A programação dos festejos pela Independência em Saubara começa neste domingo (30), com a chegada do fogo simbólico, ao meio-dia. Nesta segunda, a partir das 19h, Brígida será levada do Pavilhão Cândido Mendes, no bairro da Rocinha, para o espaço de eventos Ponciano Ribeiro. As Caretas do Mingau saem a partir das 2h da manhã desta terça-feira (2) e o desfile cívico com participação de Brígida está previsto para começar às 14h.
Caretas do Mingau representam antepassadas que assustavam portugueses
Às 2h da manhã de todo 2 de Julho, as ruas de Saubara recebem um grupo de mulheres vestidas de branco, cobrindo o rosto e carregando panelas. São as Caretas do Mingau, movimento cultural que celebra justamente as caretas originárias, consideradas uns dos agentes mais importantes das lutas pela independência no município.
Entre 1822 e 1823, um grupo de mulheres de Saubara saía assim - totalmente vestidas de branco - para assustar os portugueses. Fingindo ser assombrações, elas afugentavam os colonizadores para, assim, conseguir levar comida para os homens de suas famílias que estavam entre os combatentes da guerra.
A tradição de celebrar as antecessoras é centenária e, hoje, permanece com um grupo com cerca de 20 mulheres. A historiadora Vanessa Orewá, que estudou as caretas em sua pesquisa de mestrado, conta que a integrante que, por muito tempo, foi a mais velha do grupo, morreu no ano passado, com mais de 90 anos. Antes dela, sua mãe já integrava o movimento.
“A gente não conseguiu precisar se os festejos são de 150 ou 200 anos, algo mais próximo a 1823 mesmo”, diz ela, que, no ano passado, participou da organização. “Vejo as Caretas do Mingau como multiartistas, mas também como u grupo de estratégia cultural, no sentido de que essa prática vai passando de geração em geração”.
As mulheres do grupo saem cantando e relembrando a história pelas ruas da cidade. Nas panelas, carregam mingaus de tapioca e milho. Em cada trecho do trajeto, oferecem os mingaus, enquanto sacodem chocalhos.
Para Vanessa, elas também são professoras. “Elas são as responsáveis por contar, para a cidade, a história da vitória dessa guerra na Bahia. Se a gente for pensar na rua como essa escola, elas ensinam isso a céu aberto, de madrugada. Por isso, é um espaço revolucionário de conhecimento”, analisa a historiadora.

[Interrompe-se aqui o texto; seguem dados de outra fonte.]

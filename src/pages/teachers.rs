use leptos::prelude::*;
use serde_json::{Map, Value};

use crate::components::entity_dialog::{DialogMode, EntityDialog};
use crate::components::record_table::{PageHeader, RecordTable, RowActions};
use crate::components::status_badge::{active_badge, label_for, StatusBadge};
use crate::form::{FieldKind, FieldSpec, FormError, FormSpec, FormValues};
use crate::models::{Collection, Teacher};
use crate::resource::ListResource;

pub const TEACHER_CONTRACTS: &[(&str, &str)] = &[
    ("cim", "CIM (Angajat)"),
    ("srl", "SRL (B2B)"),
    ("pfa", "PFA"),
    ("voluntariat", "Voluntariat"),
];

/// New teachers start active; an edit keeps the stored flag.
fn compose_teacher(_: &FormValues, payload: &mut Map<String, Value>) -> Result<(), FormError> {
    payload.entry("is_active").or_insert(Value::Bool(true));
    Ok(())
}

pub fn teacher_form() -> FormSpec {
    FormSpec::new(Collection::Teachers, "Profesor Nou", "Editare Profesor")
        .field(FieldSpec::new("nume_complet", "Nume Complet", FieldKind::Text).required())
        .field(FieldSpec::new("email", "Email", FieldKind::Email))
        .field(FieldSpec::new("telefon", "Telefon", FieldKind::Phone))
        .field(
            FieldSpec::new("tip_contract", "Tip Contract", FieldKind::Choice(TEACHER_CONTRACTS))
                .default_value("cim"),
        )
        .field(FieldSpec::new("tarif_orar_default", "Tarif Orar (RON)", FieldKind::Decimal))
        .field(FieldSpec::new("data_start", "Data Start", FieldKind::Date { optional: true }))
        .compose(compose_teacher)
}

#[component]
pub fn TeachersPage() -> impl IntoView {
    let teachers = ListResource::<Teacher>::load(Collection::Teachers);
    let dialog = RwSignal::new(None::<DialogMode>);
    let close = Callback::new(move |_| dialog.set(None));
    let saved = Callback::new(move |_| teachers.reload());

    let rows = move || {
        teachers
            .items
            .get()
            .into_iter()
            .map(|t| {
                let id = t.id;
                let prompt = format!("Ștergi profesorul \"{}\"?", t.nume_complet);
                let edit = DialogMode::edit(id, &t);
                let (active_label, active_tone) = active_badge(t.is_active);
                let rate = t
                    .tarif_orar_default
                    .map(|r| format!("{} RON/h", r))
                    .unwrap_or_else(|| "-".to_string());
                view! {
                    <tr>
                        <td class="cell-strong">{t.nume_complet}</td>
                        <td>
                            <div>{t.email.unwrap_or_else(|| "-".to_string())}</div>
                            <div class="cell-muted">{t.telefon.unwrap_or_default()}</div>
                        </td>
                        <td>{label_for(TEACHER_CONTRACTS, &t.tip_contract)}</td>
                        <td>{rate}</td>
                        <td><StatusBadge label=active_label tone=active_tone /></td>
                        <RowActions
                            on_edit=Callback::new(move |_| dialog.set(Some(edit.clone())))
                            on_delete=Callback::new(move |_| teachers.remove(id, &prompt))
                        />
                    </tr>
                }
            })
            .collect_view()
    };

    view! {
        <div class="page">
            <PageHeader
                title="Profesori"
                noun="profesori"
                count=Signal::derive(move || teachers.count())
                add_label="+ Profesor Nou"
                on_add=Callback::new(move |_| dialog.set(Some(DialogMode::Create)))
            />
            <RecordTable
                headers=&["Nume", "Contact", "Contract", "Tarif", "Status", ""]
                loading=teachers.loading
                error=teachers.error
                empty=Signal::derive(move || teachers.is_empty())
                empty_text="Nu există profesori."
            >
                {rows}
            </RecordTable>
            {move || dialog.get().map(|mode| view! {
                <EntityDialog spec=teacher_form() mode=mode on_close=close on_saved=saved />
            })}
        </div>
    }
}

#[cfg(test)]
mod tests {
    use super::*;
    use serde_json::json;

    #[test]
    fn test_new_teacher_is_active() {
        let form = teacher_form();
        let mut values = form.initial_values(None);
        values.insert("nume_complet".to_string(), "Ioana Marin".to_string());
        let payload = form.build_payload(&values, None).unwrap();
        assert_eq!(payload["is_active"], true);
        assert_eq!(payload["tip_contract"], "cim");
    }

    #[test]
    fn test_edit_keeps_inactive_flag() {
        let form = teacher_form();
        let record = json!({
            "id": 3, "nume_complet": "Dan Pop", "email": null, "telefon": null,
            "tip_contract": "pfa", "tarif_orar_default": 60.0, "is_active": false,
            "data_start": null, "note": "Concediu"
        });
        let record = record.as_object().unwrap();
        let values = form.initial_values(Some(record));
        let payload = form.build_payload(&values, Some(record)).unwrap();
        assert_eq!(payload["is_active"], false);
        assert_eq!(payload["tarif_orar_default"], 60.0);
        assert_eq!(payload["note"], "Concediu");
    }
}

Na madrugada do dia 2 de Julho, as caretas ficam nas ruas até encontrar a Cabocla Brígida, o que normalmente acontece por volta das 5h da manhã. “A gente vai até a entrada da cidade, ao encontro dela, e finaliza o cortejo cantando sambas que, nas religiões de matriz afroindígena, são conhecidos como samba de caboclo. A gente canta ‘o que viemos fazer? Vamos saudar a cabocla’. Depois , encerramos o cortejo”, explica.